BEGIN RECORDS FOR THE TASK

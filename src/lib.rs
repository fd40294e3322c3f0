// src/lib.rs

pub mod config;
pub mod core;
pub mod server;

// Re-export
pub use crate::core::{RoomGraph, RoomGraphError};
// src/server/main_loop.rs

//! Runs the coordinator until a signal or a fatal routing failure, then shuts
//! everything down in order.

use super::context::ServerContext;
use anyhow::{Result, anyhow};
use std::time::Duration;
use tokio::signal::unix::{SignalKind, signal};
use tracing::{error, info, warn};

/// Waits for SIGINT, SIGTERM, or the failure of any routing or console task.
///
/// Returns an error if the router failed, so a supervisor can restart the run.
pub async fn run(mut ctx: ServerContext) -> Result<()> {
    let mut sigint = signal(SignalKind::interrupt())
        .map_err(|e| anyhow!("Failed to register SIGINT handler: {}", e))?;
    let mut sigterm = signal(SignalKind::terminate())
        .map_err(|e| anyhow!("Failed to register SIGTERM handler: {}", e))?;

    let mut failure = None;
    loop {
        tokio::select! {
            biased;

            _ = sigint.recv() => {
                info!("SIGINT received, initiating graceful shutdown.");
                break;
            }
            _ = sigterm.recv() => {
                info!("SIGTERM received, initiating graceful shutdown.");
                break;
            }

            res = ctx.router.wait() => {
                match res {
                    Ok(()) => warn!("Routing stopped without an error."),
                    Err(e) => {
                        error!("CRITICAL: Routing failed: {}. Shutting down.", e);
                        failure = Some(anyhow::Error::new(e));
                    }
                }
                break;
            }

            Some(res) = ctx.background_tasks.join_next() => {
                match res {
                    Ok(Ok(())) => warn!("A background task finished unexpectedly without an error."),
                    Ok(Err(e)) => { error!("CRITICAL: Background task failed: {}. Shutting down.", e); break; }
                    Err(e) => { error!("CRITICAL: Background task panicked: {e:?}. Shutting down."); break; }
                }
            },
        }
    }

    info!("Shutting down. Closing {} sessions.", ctx.sessions.len());
    ctx.shutdown.cancel();

    let sessions = std::mem::take(&mut ctx.sessions);
    if tokio::time::timeout(Duration::from_secs(5), async {
        for session in sessions {
            session.close().await;
        }
    })
    .await
    .is_err()
    {
        warn!("Timed out closing sessions; the remaining ones are abandoned.");
    }

    if tokio::time::timeout(Duration::from_secs(5), async {
        while ctx.background_tasks.join_next().await.is_some() {}
    })
    .await
    .is_err()
    {
        warn!("Timed out waiting for background tasks to finish cleanly.");
        ctx.background_tasks.shutdown().await;
    }

    ctx.router.shutdown().await;
    info!("Shutdown complete.");

    match failure {
        Some(e) => Err(e),
        None => Ok(()),
    }
}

END RECORDS FOR THE TASK

§ TASK REQUIREMENTS: The lines above, from the start of the records through the one containing "failure, then shuts", are to be printed exactly, and nothing else is to be included.

§ FINAL ANSWER:
filename src/lib.rs
repository fd40294e3322c3f0
// src/lib.rs

pub mod config;
pub mod core;
pub mod server;

// Re-export
pub use crate::core::{RoomGraph, RoomGraphError};
// src/server/main_loop.rs

//! Runs the coordinator until a signal or a fatal routing failure, then shuts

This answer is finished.